- ニュース全般
- 島津義弘
- 21/04/09 01:02:37
今年に入ってから、日本で突如として話題になったアメリカ発の音声SNS「Clubhouse(クラブハウス)」。参加するためには他のユーザーからの招待が必要で、ユーザーは発信者になることも、他の人の話を聞くリスナーにもなることできる。芸能人や著名経営者たちがこぞって飛びついたことでも注目された。
昨年3月にサービスを開始し、今年1月中旬時点で世界で200万人のアクティブユーザーを突破したClubhouseは、日本でもこのまま定着に向けて突き進むかのように思われたが、ここ1か月ほどで環境は激変している。ネット上では「オワコン」「過疎」「飽きた」といったネガティブな声も目立つようになってきた。人気急落の背景に何があるのか。早々にClubhouseから撤退したユーザーたちの声から探った。
IT企業で働く20代の男性会社員・Aさんは、まず、「リアルタイムで聞く」という行為が「正直しんどい」と吐露する。
「有名経営者や芸能人の話を聞けるのは、確かに貴重だと思います。でも、わざわざ“生放送”で追いかけるのは辛い。巻き戻すことも早送りすることもできない、アーカイブも残らない。自分のタイミングで聞けないのがデメリットです。YouTubeやTwitterで情報収集した方が、ピンポイントで知りたい情報にたどり着けます。わざわざ長い話をずっと聞いているのは、時間のコスパが悪いとしか言えません」(Aさん)

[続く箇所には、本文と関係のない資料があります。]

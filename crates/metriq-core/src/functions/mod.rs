//! Function library
//!
//! Every function receives the series produced by the preceding part of the
//! query and returns new series. Output ids carry the function name as a
//! display label (`host1:cpu:load avg`), so piping `m(...) >| avg` keeps both
//! the raw and the averaged series.
//!
//! | name | arguments |
//! |------|-----------|
//! | `avg` | none, a point count, or a relative time |
//! | `bucket` | none |
//! | `filter` | numbers to exclude |
//! | `deriv`, `int` | none |
//! | `min`, `max` | none |
//! | `mavg` | none, a window size, or a relative time window |
//! | `corr` | none |
//! | `sum`, `mul` | optional `false` to zero-fill gaps |
//! | `graph`, `area`, `histo` | none; graph queries only |

mod arithmetic;
mod average;
mod bucket;
mod calculus;
mod correlation;
mod extrema;
mod filter;
mod moving_average;

use std::fmt;

use tracing::debug;

use crate::error::{Error, Result};
use crate::models::MetricValue;
use crate::query::{Argument, Evaluator, QueryKind};
use crate::series::{MetricValueList, SeriesMap};

pub use average::average_to_points;
pub use correlation::{correlation_with_time_shift, pearson};

/// How a graph query's result is drawn
#[derive(Debug, Clone, Copy, PartialEq, Eq)]
pub enum RenderKind {
    /// Line graph
    Line,
    /// Stacked area graph
    Area,
    /// Histogram of values
    Histogram,
}

/// A library function
#[derive(Debug, Clone, Copy, PartialEq, Eq)]
pub enum Function {
    /// `avg`
    Average,
    /// `bucket`
    Bucket,
    /// `filter`
    Filter,
    /// `deriv`
    Derivative,
    /// `int`
    Integral,
    /// `min`
    Min,
    /// `max`
    Max,
    /// `mavg`
    MovingAverage,
    /// `corr`
    Correlation,
    /// `sum`
    Sum,
    /// `mul`
    Multiply,
    /// `graph`, `area`, `histo`
    Render(RenderKind),
}

const BASE_FUNCTIONS: [Function; 11] = [
    Function::Average,
    Function::Bucket,
    Function::Filter,
    Function::Derivative,
    Function::Integral,
    Function::Min,
    Function::Max,
    Function::MovingAverage,
    Function::Correlation,
    Function::Sum,
    Function::Multiply,
];

const RENDER_FUNCTIONS: [Function; 3] = [
    Function::Render(RenderKind::Line),
    Function::Render(RenderKind::Area),
    Function::Render(RenderKind::Histogram),
];

impl Function {
    /// Name used in queries
    pub fn name(self) -> &'static str {
        match self {
            Self::Average => "avg",
            Self::Bucket => "bucket",
            Self::Filter => "filter",
            Self::Derivative => "deriv",
            Self::Integral => "int",
            Self::Min => "min",
            Self::Max => "max",
            Self::MovingAverage => "mavg",
            Self::Correlation => "corr",
            Self::Sum => "sum",
            Self::Multiply => "mul",
            Self::Render(RenderKind::Line) => "graph",
            Self::Render(RenderKind::Area) => "area",
            Self::Render(RenderKind::Histogram) => "histo",
        }
    }

    /// Functions available to a kind of query
    pub fn available(kind: QueryKind) -> Vec<Function> {
        let mut functions = BASE_FUNCTIONS.to_vec();
        if kind == QueryKind::Graph {
            functions.extend(RENDER_FUNCTIONS);
        }
        functions
    }

    /// Resolve a function name for a kind of query
    pub fn lookup(name: &str, kind: QueryKind) -> Result<Self> {
        Self::available(kind)
            .into_iter()
            .find(|f| f.name() == name)
            .ok_or_else(|| Error::parse(format!("{name} is not a valid function name")))
    }

    /// Whether this is a graph rendering function
    pub fn is_render(self) -> bool {
        matches!(self, Self::Render(_))
    }
}

impl fmt::Display for Function {
    fn fmt(&self, f: &mut fmt::Formatter<'_>) -> fmt::Result {
        f.write_str(self.name())
    }
}

/// A function with its arguments, as it appears in a query
#[derive(Debug, Clone, PartialEq)]
pub struct FunctionCall {
    /// The function
    pub function: Function,
    /// Literal arguments
    pub args: Vec<Argument>,
}

impl FunctionCall {
    /// Create a call
    pub fn new(function: Function, args: Vec<Argument>) -> Self {
        Self { function, args }
    }

    /// Reject arguments the function cannot accept before anything is evaluated
    pub fn validate(&self) -> Result<()> {
        let args = self.args.as_slice();
        match self.function {
            Function::Average => average::chunk_size(args).map(drop),
            Function::Filter => filter::excluded_values(args).map(drop),
            Function::MovingAverage => moving_average::window_size(args, 2).map(drop),
            Function::Sum | Function::Multiply => match args {
                [] | [Argument::Boolean(_)] => Ok(()),
                _ => Err(Error::parse(format!(
                    "{} takes at most one boolean argument",
                    self.function
                ))),
            },
            _ if args.is_empty() => Ok(()),
            _ => Err(Error::parse(format!("{} does not take arguments", self.function))),
        }
    }
}

impl fmt::Display for FunctionCall {
    fn fmt(&self, f: &mut fmt::Formatter<'_>) -> fmt::Result {
        write!(f, "{}", self.function)?;
        if !self.args.is_empty() {
            let args: Vec<String> = self.args.iter().map(ToString::to_string).collect();
            write!(f, "({})", args.join(", "))?;
        }
        Ok(())
    }
}

/// What a function can see besides its input series
pub struct FunctionContext<'a> {
    /// Evaluator running the query; gives access to the store and configuration
    pub evaluator: &'a Evaluator,
    /// Query window start (ms)
    pub start: i64,
    /// Query window end (ms)
    pub end: i64,
}

/// Run `call` over `input`
pub fn apply(call: &FunctionCall, ctx: &FunctionContext<'_>, input: SeriesMap) -> Result<SeriesMap> {
    debug!(function = %call, series = input.len(), "Applying function");

    let args = call.args.as_slice();
    match call.function {
        Function::Average => average::average(args, input),
        Function::Bucket => bucket::bucket(ctx.evaluator.config().bucket_max_points, input),
        Function::Filter => filter::filter(args, input),
        Function::Derivative => calculus::derivative(input),
        Function::Integral => calculus::integral(input),
        Function::Min => extrema::extreme(Function::Min, input),
        Function::Max => extrema::extreme(Function::Max, input),
        Function::MovingAverage => moving_average::moving_average(args, ctx, input),
        Function::Correlation => correlation::correlation(ctx, input),
        Function::Sum => arithmetic::arithmetic(crate::query::MathOp::Add, args, input),
        Function::Multiply => arithmetic::arithmetic(crate::query::MathOp::Multiply, args, input),
        // drawing happens once the whole query has run
        Function::Render(_) => Ok(SeriesMap::new()),
    }
}

/// Mean of a non-empty run, stamped with the run's first sample
pub(crate) fn mean(values: &[MetricValue]) -> MetricValue {
    #[allow(clippy::cast_precision_loss)]
    let mean = values.iter().map(|v| v.value).sum::<f64>() / values.len() as f64;
    values[0].with_value(mean)
}

/// Empty list covering the same window as `template`
pub(crate) fn empty_like(template: &MetricValueList) -> Result<MetricValueList> {
    MetricValueList::with_increment(template.start_time(), template.end_time(), template.increment_secs())
}

/// List from computed samples, or an empty copy of `template`'s window when there are none
pub(crate) fn rebuild(values: Vec<MetricValue>, template: &MetricValueList) -> Result<MetricValueList> {
    if values.is_empty() {
        empty_like(template)
    } else {
        MetricValueList::from_values(values)
    }
}

#[cfg(test)]
pub(crate) mod test_support {
    use std::sync::Arc;

    use crate::models::{Metric, MetricId, MetricValue};
    use crate::query::Evaluator;
    use crate::series::{MetricValueList, SeriesMap};
    use crate::store::InMemoryStore;
    use crate::time::MS_PER_MINUTE;

    pub fn id(device: &str) -> MetricId {
        MetricId::new(device, "cpu", "load")
    }

    /// Series with one sample per listed `(minute, value)`
    pub fn list(points: &[(i64, f64)]) -> MetricValueList {
        let mut list = MetricValueList::new(0, 1000 * MS_PER_MINUTE).unwrap();
        list.add_values(points.iter().map(|(m, v)| MetricValue::new(m * MS_PER_MINUTE, *v, "")))
            .unwrap();
        list
    }

    /// Series with one sample per minute starting at minute zero
    pub fn per_minute(values: &[f64]) -> MetricValueList {
        #[allow(clippy::cast_possible_wrap)]
        let points: Vec<(i64, f64)> = values.iter().enumerate().map(|(i, v)| (i as i64, *v)).collect();
        list(&points)
    }

    pub fn context(entries: Vec<(MetricId, MetricValueList)>) -> SeriesMap {
        entries.into_iter().collect()
    }

    pub fn evaluator(metrics: &[Metric]) -> Evaluator {
        Evaluator::from_store(Arc::new(InMemoryStore::from_metrics(metrics).unwrap()))
    }
}

#[cfg(test)]
mod tests {
    use super::*;

    #[test]
    fn test_lookup_by_query_kind() {
        assert_eq!(Function::lookup("mavg", QueryKind::Alert).unwrap(), Function::MovingAverage);
        assert_eq!(
            Function::lookup("histo", QueryKind::Graph).unwrap(),
            Function::Render(RenderKind::Histogram)
        );
        assert_eq!(
            Function::lookup("graph", QueryKind::Alert).unwrap_err().to_string(),
            "graph is not a valid function name"
        );
        assert_eq!(
            Function::lookup("predict", QueryKind::Graph).unwrap_err().to_string(),
            "predict is not a valid function name"
        );
    }

    #[test]
    fn test_available() {
        assert_eq!(Function::available(QueryKind::Alert).len(), 11);
        assert_eq!(Function::available(QueryKind::Graph).len(), 14);
    }

    #[test]
    fn test_call_display() {
        let call = FunctionCall::new(
            Function::Filter,
            vec![Argument::Number(crate::query::Number::Integer(0)), Argument::Boolean(true)],
        );
        assert_eq!(call.to_string(), "filter(0, true)");
    }

    #[test]
    fn test_validate_arguments() {
        use crate::query::Number;

        assert!(FunctionCall::new(Function::Average, vec![Argument::Number(Number::Integer(5))])
            .validate()
            .is_ok());
        assert!(FunctionCall::new(Function::Sum, vec![Argument::Boolean(false)]).validate().is_ok());
        assert_eq!(
            FunctionCall::new(Function::Derivative, vec![Argument::Boolean(true)])
                .validate()
                .unwrap_err()
                .to_string(),
            "deriv does not take arguments"
        );
        assert_eq!(
            FunctionCall::new(Function::MovingAverage, vec![Argument::Number(Number::Integer(1))])
                .validate()
                .unwrap_err()
                .to_string(),
            "Moving average window size is too small"
        );
        assert_eq!(
            FunctionCall::new(Function::Filter, vec![Argument::String("x".into())])
                .validate()
                .unwrap_err()
                .to_string(),
            "Filter arguments must be numbers"
        );
    }
}
//! # MailCC
//!
//! ストアフロントの取引メール組み立てに割り込み、送信直前に CC/BCC 宛先を
//! 追加するプラグイン。
//!
//! - CC: 注文した顧客の `email_cc` カスタム属性（カンマ区切り）
//! - BCC: ストアスコープ設定 `sales_email/order/copy_to`（カンマ区切り）
//!
//! 追加の対象は注文メールのみ。捕捉したテンプレート識別子が、設定された
//! 会員注文テンプレート名またはゲスト注文テンプレート名と一致したときだけ
//! 宛先を追加する。
//!
//! ## 設計方針
//!
//! - **送信を失敗させない**: 宛先追加のどの段階で失敗しても、エラーは
//!   ログに記録して握りつぶす。メール送信は必ず続行される
//! - **呼び出しごとのコンテキスト**: ライフサイクルフックで捕捉した状態は
//!   [`EmailBuildContext`] に閉じ込め、メール 1 通ごとに作り直す
//!
//! ## 使用例
//!
//! ```rust,ignore
//! use std::sync::Arc;
//!
//! use mailcc::{EmailBuildContext, InMemoryScopeConfig, RecipientAugmenter, TemplateVars, keys};
//!
//! // ホストのライフサイクル: 識別子 → 変数 → 送信直前の宛先追加
//! let mut ctx = EmailBuildContext::new();
//! ctx.capture_template_id("sales_email_order_template");
//! ctx.capture_template_vars(&vars);
//!
//! let augmenter = RecipientAugmenter::new(config, customers);
//! augmenter.augment_transport(&ctx, &mut transport).await;
//! ```

pub mod augmenter;

pub use augmenter::RecipientAugmenter;
pub use mailcc_domain::{
    DomainError,
    customer::{Customer, CustomerAttributes, CustomerId, EMAIL_CC_ATTRIBUTE, Email},
    order::OrderRef,
    recipient::CopyToList,
    template::{EmailBuildContext, ORDER_VAR, TemplateId, TemplateVars},
};
pub use mailcc_infra::{
    InfraError,
    config::{ConfigScope, EnvScopeConfig, InMemoryScopeConfig, ScopeConfig, keys},
    repository::CustomerRepository,
    transport::{LettreMessageBuilder, MailTransportBuilder},
};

Aさんが2点目に挙げたのは、自分が発信者側になる場合でも、わざわざClubhouseで話す必然性が薄いと感じたためだ。当初Aさんは、リアルの友人たちを中心に、職場の愚痴や共通の趣味であるゲームなどを雑談する形で度々利用していたが、「知り合いで集まるなら、LINEのグループ通話で十分」と、結局集まらなくなったという。
人材紹介会社で働く30代の男性会社員・Bさんは、Clubhouseの招待を受けたことを嬉しそうに自慢してきた同僚を見た時、「mixiのトラウマ」を思い出したと振り返る。
「mixiがまだ招待制だった頃、なかなか招待されないと肩身が狭く、『友達がいない人』などと思われたのがトラウマです。僕はiPhoneなので、Clubhouseは招待されれば利用できる。招待されていなかった頃に『Clubhouseやってる?』と聞かれた時、まだリリースされていないAndroidの人たちが平和に思えて、羨ましかったです」
後日、Bさんは幼なじみから招待を受けてClubhouseへ参加。だが、「職場で大人しい40代の先輩社員が、Clubhouseで偉そうに就職アドバイスをしていた」ことで辟易としたという。
「見渡せば、“意識の高い”テーマや勉強会、きな臭いセミナーにあふれていました。そのなかで先輩は、学生や同じ年代の人に、かなり強く当たっていました。まるでストレスを発散するかのようなダメ出し。声だけだし、“残らない”という安心感も手伝って、強めな口調になるのかなと。Clubhouseは人の本性をあぶりだすものだと感じました」(Bさん)
アパレル業界で働く20代の女性会社員・Cさんは、「Clubhouseは居心地が悪い」と語る。
「ラジオのようなもの、と言われていましたが、構成がしっかりあって、プロが話すラジオとは全然違います。文字通り雑談で、顔が見えない人たちの雑談って、こんなに聞きづらいんだと思いました。
あと、私は配信アプリでいろんな人の配信を見るのですが、配信に比べて、Clubhouseは上の世代が多いイメージ。『○○の未来を語る』とか、『○○するために○○を学ぶ』といったテーマで、覗いてみれば自分語りやおじさん同士の褒めあい、あるいは説教部屋みたいなものだらけ……。居心地が悪すぎて、早々に退散しました(笑)。
You Tubeのように編集技術もいらないし、配信のように顔出しもしなくていい。そういう意味では、おじさん世代が手軽に、無責任に自己表現できる場所なのかな、と思います」(Cさん)
「Clubhouse離れ」はこのまま進んでいくのか、はたまた人気が再燃する日が来るのか──。